The water is collected in the plastic water tank that distributes the water through a plastic water line no bigger than the diameter of an aluminum can. The line stretches almost 20 kilometers along ridges to caveats to whānau, kaumātua flats, and the two Marae: Pakirikiri and Waiparapara. Water from the Enihau is on permanent boil notice, meaning the water must be boiled for consumption.
Flooding to the area at the beginning of the year damaged the water line resulting in the replacement of 10 kilometers of line. These types of activities impact the supply to whānau, who at times are having to pay for water to be brought in via trucks, costs that are challenging for some of our most vulnerable whānau. Especially those who are impacted by chronic illness and disease.
There is a desire and need for the community to have rangatiratanga over their relationship with the wai. Upholding the whakapapa, our genealogical relationship to an intimate interdependency with the wai. The return of our fluency in the communication of the awa, and responsiveness to the needs of our wai.
The means of achieving this vision will require those same political, legislative, economic, and educational tools. Within this vision rests the requirements for us to uphold our mana and ancestral spaces.

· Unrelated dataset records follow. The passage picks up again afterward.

//! Archive import: validation (preview) and the destructive apply path.

use std::collections::HashSet;
use std::io::{Cursor, Read};
use std::sync::Arc;

use tracing::info;
use zip::ZipArchive;

use super::error::{ArchiveError, ArchiveResult};
use crate::package::{ConfigurationPackage, PackageSummary, ASSET_DIR, MANIFEST_NAME, SCHEMA_VERSION};
use crate::store::{BlobStore, ConfigStore};

/// The result of a successful preview: the parsed, validated package.
///
/// Holding the full package lets callers show a per-collection summary (and
/// anything else they want to diff) before committing.
#[derive(Debug, Clone)]
pub struct ImportPreview {
    /// The validated package as parsed from the manifest.
    pub package: ConfigurationPackage,
}

impl ImportPreview {
    /// Per-collection counts of what an import would write.
    pub fn summary(&self) -> &PackageSummary {
        &self.package.summary
    }
}

/// Validates and applies configuration archives.
///
/// Only [`preview`](Importer::preview) is part of the public surface. The
/// destructive apply path is crate-private and reached through the import
/// orchestrator, which guarantees a safety-net backup exists before any
/// collection is replaced.
pub struct Importer<S, B> {
    store: Arc<S>,
    blobs: Arc<B>,
}

impl<S: ConfigStore, B: BlobStore> Importer<S, B> {
    /// Create an importer writing to the given store ports.
    pub fn new(store: Arc<S>, blobs: Arc<B>) -> Self {
        Self { store, blobs }
    }

    /// Unpack and validate an archive without touching the live store.
    ///
    /// # Errors
    ///
    /// Returns an error for a damaged container, a manifest that fails to
    /// parse, a schema version newer than [`SCHEMA_VERSION`], an inconsistent
    /// summary, or dangling cross-collection references.
    pub fn preview(&self, archive_bytes: &[u8]) -> ArchiveResult<ImportPreview> {
        let package = read_manifest(archive_bytes)?;
        validate_package(&package)?;
        Ok(ImportPreview { package })
    }

    /// Validate, then destructively apply an archive: assets first, then
    /// every collection in parent-before-child order.
    pub(crate) fn apply_archive(&self, archive_bytes: &[u8]) -> ArchiveResult<PackageSummary> {
        let preview = self.preview(archive_bytes)?;

        for (name, bytes) in read_assets(archive_bytes)? {
            self.blobs.put(&name, bytes)?;
        }

        self.apply_package(&preview.package)
    }

    /// Re-apply a previously captured archive without structural validation.
    ///
    /// Rollback must accept whatever state the store held before an import,
    /// including cross-collection references the store itself never
    /// enforced; only the container and manifest have to parse.
    pub(crate) fn restore_archive(&self, archive_bytes: &[u8]) -> ArchiveResult<PackageSummary> {
        let package = read_manifest(archive_bytes)?;

        for (name, bytes) in read_assets(archive_bytes)? {
            self.blobs.put(&name, bytes)?;
        }

        self.apply_package(&package)
    }

    /// Replace every collection with the package's contents.
    ///
    /// Parent collections are written before the collections that reference
    /// them, so references never dangle mid-import even though the store
    /// enforces no referential integrity.
    pub(crate) fn apply_package(
        &self,
        package: &ConfigurationPackage,
    ) -> ArchiveResult<PackageSummary> {
        self.store.replace_navigation_entries(package.navigation_entries.clone())?;
        self.store.replace_page_bodies(package.page_bodies.clone())?;
        self.store.replace_catalog_categories(package.catalog_categories.clone())?;
        self.store.replace_catalog_items(package.catalog_items.clone())?;
        self.store.replace_settings(package.settings.clone())?;
        self.store.replace_social_links(package.social_links.clone())?;
        self.store.replace_appointment_activities(package.appointment_activities.clone())?;
        self.store.replace_appointment_availability(package.appointment_availability.clone())?;

        let counts = package.summarize();
        info!(collections = ?counts, source = %package.source_identifier, "applied configuration package");
        Ok(counts)
    }
}

/// Parse the manifest entry out of archive bytes.
pub(crate) fn read_manifest(archive_bytes: &[u8]) -> ArchiveResult<ConfigurationPackage> {
    let mut zip = ZipArchive::new(Cursor::new(archive_bytes))?;

    let mut manifest = zip
        .by_name(MANIFEST_NAME)
        .map_err(|_| ArchiveError::invalid(format!("archive has no {MANIFEST_NAME} entry")))?;

    let mut raw = String::new();
    manifest.read_to_string(&mut raw)?;

    serde_json::from_str(&raw).map_err(ArchiveError::deserialization)
}

/// Extract every `assets/` entry as `(name, bytes)` pairs.
pub(crate) fn read_assets(archive_bytes: &[u8]) -> ArchiveResult<Vec<(String, Vec<u8>)>> {
    let mut zip = ZipArchive::new(Cursor::new(archive_bytes))?;
    let mut assets = Vec::new();

    for index in 0..zip.len() {
        let mut entry = zip.by_index(index)?;
        let Some(name) = entry.name().strip_prefix(ASSET_DIR).map(str::to_owned) else {
            continue;
        };
        if name.is_empty() || name.contains('/') {
            continue;
        }

        // The header's claimed uncompressed size is attacker-controlled;
        // never pre-allocate from it. `read_to_end` grows as data arrives.
        let mut bytes = Vec::new();
        entry.read_to_end(&mut bytes)?;
        assets.push((name, bytes));
    }

    Ok(assets)
}

/// Structural and version validation, run before any mutation.
pub(crate) fn validate_package(package: &ConfigurationPackage) -> ArchiveResult<()> {
    if package.schema_version > SCHEMA_VERSION {
        return Err(ArchiveError::UnsupportedVersion {
            found: package.schema_version,
            supported: SCHEMA_VERSION,
        });
    }

    if package.summary != package.summarize() {
        return Err(ArchiveError::invalid(
            "manifest summary does not match collection contents",
        ));
    }

    let navigation_ids: HashSet<&str> =
        package.navigation_entries.iter().map(|e| e.id.as_str()).collect();
    for body in &package.page_bodies {
        if !navigation_ids.contains(body.navigation_id.as_str()) {
            return Err(ArchiveError::missing_reference(format!(
                "page body {} references missing navigation entry {}",
                body.id, body.navigation_id
            )));
        }
    }

    let category_ids: HashSet<&str> =
        package.catalog_categories.iter().map(|c| c.id.as_str()).collect();
    for item in &package.catalog_items {
        for category_id in &item.category_ids {
            if !category_ids.contains(category_id.as_str()) {
                return Err(ArchiveError::missing_reference(format!(
                    "catalog item {} references missing category {category_id}",
                    item.id
                )));
            }
        }
    }

    Ok(())
}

There is an opportunity for our local Councils and system players to lean into mātauranga Māori practices that continue to empower and support our community without the financial burden and restricted access to their natural resources.
We know that Iwi and hapu already utilise the skills that were left behind by our tipuna. With the support, they can inform their own uptake, and application of modern technology to maintain our autonomy over our natural resources.
How might this vision be supported by local and central government?